Сопляки переглянулись еще раз, возмущенные быстротой, с которой росла цена за существование. Я остался эффектом доволен, и, хотя торопился, сообразил, что дополнительный доллар одарил бы меня шансом завершить сцену достойно: ленивым движением руки в стиле правдолюбца проткнуть банкноту в разинутую от ужаса Крошкину пасть, — воздать ему, наконец, за страсть к гигиене.
— Восемь! — воскликнул я — и допустил ошибку.
Не переглядываясь, сопляки встрепенулись, и в следующее мгновение всех их, как взрывом бомбы, выбросило в разные стороны. Летели со скоростью пошлейшей мысли: исчезли так же молниеносно, как молниеносно пришло понимание, что денег по-прежнему нет и наши с Нателой мытарства продолжаются…
Сцену завершили аплодисменты. Задрал голову на звук — и в окне над собой увидел молодую пару с круглыми лицами. Женщина обрадовалась, что я удостоил их внимания и толкнула плечом соседа. Тот тоже обрадовался, и они вдвоем захлопали энергичнее. «Да ну вас всех в жопу!» — решил я, но сказал другое: попросил взаймы десятку. Испугались, захлопнули окно и опустили штору: за десятку можно вынести в прокат три фильма с Иствудом, который любит правду крепче, чем я, и этой своей любви находит единственно убедительное выражение в стереофоническом хрусте костей и в меткой стрельбе по прыгающим яйцам убегающих мерзавцев.

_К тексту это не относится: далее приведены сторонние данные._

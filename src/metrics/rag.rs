//! Retrieval-quality metrics over RAG events.

use serde::{Deserialize, Serialize};

use super::LatencySummary;
use crate::events::RagEvent;
use crate::stats;

/// Mean plus the percentile grid over flattened score arrays.
#[derive(Debug, Clone, Copy, PartialEq, Serialize, Deserialize)]
pub struct ScoreSummary {
    pub mean: f64,
    pub p50: f64,
    pub p90: f64,
    pub p95: f64,
    pub p99: f64,
}

impl ScoreSummary {
    fn from_samples(samples: &[f64]) -> Option<Self> {
        Some(Self {
            mean: stats::mean(samples)?,
            p50: stats::percentile(samples, 50.0).ok()?,
            p90: stats::percentile(samples, 90.0).ok()?,
            p95: stats::percentile(samples, 95.0).ok()?,
            p99: stats::percentile(samples, 99.0).ok()?,
        })
    }
}

/// Score and latency summaries for one phase (retrieval or rerank),
/// computed independently of the other phase. Each field is omitted when
/// that phase produced no samples.
#[derive(Debug, Clone, Copy, Serialize, Deserialize)]
pub struct PhaseOverview {
    #[serde(skip_serializing_if = "Option::is_none")]
    pub scores: Option<ScoreSummary>,
    #[serde(skip_serializing_if = "Option::is_none")]
    pub latency_ms: Option<LatencySummary>,
}

#[derive(Debug, Clone, Serialize, Deserialize)]
pub struct RagOverview {
    pub count: usize,
    pub retrieval: PhaseOverview,
    pub rerank: PhaseOverview,
}

#[derive(Debug, Clone, Serialize, Deserialize)]
pub struct RagMetrics {
    pub overview: RagOverview,
}

/// Computes score and latency summaries for the retrieval and rerank phases
/// of a batch of RAG events. Missing score arrays are treated as empty.
pub fn compute_rag_metrics(events: &[RagEvent]) -> RagMetrics {
    let mut retrieval_scores = Vec::new();
    let mut rerank_scores = Vec::new();
    let mut retrieval_latencies = Vec::new();
    let mut rerank_latencies = Vec::new();

    for event in events {
        retrieval_scores.extend_from_slice(&event.retrieval_scores);
        rerank_scores.extend_from_slice(&event.rerank_scores);
        if let Some(latency) = event.retrieval_latency_ms {
            retrieval_latencies.push(latency);
        }
        if let Some(latency) = event.rerank_latency_ms {
            rerank_latencies.push(latency);
        }
    }

    RagMetrics {
        overview: RagOverview {
            count: events.len(),
            retrieval: PhaseOverview {
                scores: ScoreSummary::from_samples(&retrieval_scores),
                latency_ms: LatencySummary::from_samples(&retrieval_latencies),
            },
            rerank: PhaseOverview {
                scores: ScoreSummary::from_samples(&rerank_scores),
                latency_ms: LatencySummary::from_samples(&rerank_latencies),
            },
        },
    }
}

75. Оглушительная радость разрушения
Понурив голову, я шагнул к Доджу и снова — в который раз! — поправил в кузове Нателу. Потом прикрыл задние дверцы, втянул в легкие углекислый газ из выхлопных труб дернувшихся с места автомобилей и наметил себе добыть для начала квортер для телефона. Поднял с земли грязную паклю, намотал ее на конец бруска и, дождавшись красного света, шагнул к ближайшей машине. Улыбнулся водителю и кивнул сперва на свою грозную щетку, а потом на его чистое стекло. Тот замотал лысой головой и включил дворники: не дотрагиваться! Другой мотанием головы себя не утрудил — качнул мизинцем и тоже врубил дворники. Все отказывались и пускали дворники в пляс.

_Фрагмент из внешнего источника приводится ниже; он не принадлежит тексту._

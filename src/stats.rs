//! Statistical primitives shared by the aggregators and drift detectors.
//!
//! Everything here is a pure, single-pass (or sort-then-index) computation
//! over caller-supplied slices. No state is held between calls.

use crate::error::{Error, Result};

/// Returns the value at percentile `p` using linear interpolation between
/// closest ranks: the rank is `p / 100 * (n - 1)` over the sorted values,
/// and fractional ranks interpolate between the two neighboring values.
///
/// `p` must be within `[0, 100]`; `values` must be non-empty.
pub fn percentile(values: &[f64], p: f64) -> Result<f64> {
    if !(0.0..=100.0).contains(&p) {
        return Err(Error::InvalidConfig(format!(
            "percentile must be within [0, 100], got {}",
            p
        )));
    }
    if values.is_empty() {
        return Err(Error::EmptyInput("percentile"));
    }

    let mut sorted = values.to_vec();
    sorted.sort_by(f64::total_cmp);

    let rank = p / 100.0 * (sorted.len() - 1) as f64;
    let lower = rank.floor() as usize;
    let upper = rank.ceil() as usize;
    if lower == upper {
        return Ok(sorted[lower]);
    }
    let weight = rank - lower as f64;
    Ok(sorted[lower] * (1.0 - weight) + sorted[upper] * weight)
}

/// Arithmetic mean, or `None` for an empty slice so aggregators can omit
/// the metric instead of fabricating a zero.
pub fn mean(values: &[f64]) -> Option<f64> {
    if values.is_empty() {
        return None;
    }
    Some(values.iter().sum::<f64>() / values.len() as f64)
}

/// `count / total`, defined as 0.0 when `total` is zero. Empty cohorts must
/// not crash dashboards.
pub fn rate(count: usize, total: usize) -> f64 {
    if total == 0 {
        return 0.0;
    }
    count as f64 / total as f64
}

/// Counts `values` into `bin_count` equal-width bins spanning `[min, max]`.
///
/// The range is supplied by the caller so that two samples can be binned
/// over their shared support. Values at or beyond `max` land in the last
/// bin. A degenerate range (`min == max`) collapses to a single bin holding
/// every value.
pub fn histogram_bins(values: &[f64], min: f64, max: f64, bin_count: usize) -> Vec<usize> {
    if bin_count <= 1 || max <= min {
        return vec![values.len()];
    }

    let bin_width = (max - min) / bin_count as f64;
    let mut counts = vec![0usize; bin_count];
    for &value in values {
        let bin = ((value - min) / bin_width).floor() as usize;
        counts[bin.min(bin_count - 1)] += 1;
    }
    counts
}

/// Combined `(min, max)` over both slices, ignoring nothing: every value
/// participates in the shared range.
pub fn combined_range(a: &[f64], b: &[f64]) -> Option<(f64, f64)> {
    let mut iter = a.iter().chain(b.iter()).copied();
    let first = iter.next()?;
    let (mut min, mut max) = (first, first);
    for value in iter {
        if value < min {
            min = value;
        }
        if value > max {
            max = value;
        }
    }
    Some((min, max))
}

Догадавшись, что виноват мой непугающий вид, я сбил себе чуб на брови, насупил их и откинул челюсть. По-прежнему не соглашались: приняли меня, должно быть, за декадента. Я решил убрать из взгляда подобие осмысленности. Потом расстегнул на груди сорочку, открывшую вид на густую рассаду и впустил в голову помышление о человеке. Водители забеспокоились, и в предчувствии ужаса у них забегали глаза. Первый, с лысой головой, остановил дворники. Окрыленный успехом, я взбил торчком воротник на куртке и теперь уже — со скоростью лучших компьютеров — пробежался мыслью по всем категориям человечества: консерваторам и либералам, ебачам и импотентам, прагматистам и романтикам. Пробежку завершил помышлением о себе. Взгляд, должно быть, вышел эффектный: в благоговейном страхе дворники попрятались в гнезда под ветровыми стеклами, отливавшими кристально чистым светом.
Рыская между машинами, искал грязное стекло, и, приметив, наконец, пятнышко птичьего помета на боковой створке серебристого Ягуара, радостно к нему метнулся. Створка с пометом крутанулась вокруг оси, и изнутри выглянул доллар. Вместе с ним пробился наружу тот капризный женский голос, который, подобно Ягуару, производится исключительно в Великобритании:
— Сэр, не откажите в любезности забрать доллар, но не трогать форточки! Благодарю вас!
— Мадам! — возразил я. — Она загажена говном!
— Это птичий помет, — поправил меня Ягуар, — и он мне мил! Благодарю вас!
Я забрал доллар:
— Мне нужна не бумажка, а квортеры. Разменяйте!
— Не держу, сэр. Извините и благодарю вас!
— Возьмите тогда обратно! — рассердился я.
— Ни в коем случае! — раздался мужской голос.
Оглянувшись, опознал и его: такие голоса, так же, как и раскоряченный фургон, из которого высовывался его обладатель, держат только хасиды в Бруклине.
— Не возвращайте же даме доллара! Он же ей не нужен, ну! Посмотрите же на ее машину! Это ж Ягуар! — воскликнул хасид и поманил меня пальцем. — Я же разменяю вам эту бумажку, ну!
— Слава Богу! — развернулся я к нему. — Выручают всегда свои!
— Тоже еврей? — забрал он деньги.
— А разве не видно?
— Обрезаются не только евреи! А ты вот что: смахни-ка мне пыль со стекла пока я найду тебе квортеры, да?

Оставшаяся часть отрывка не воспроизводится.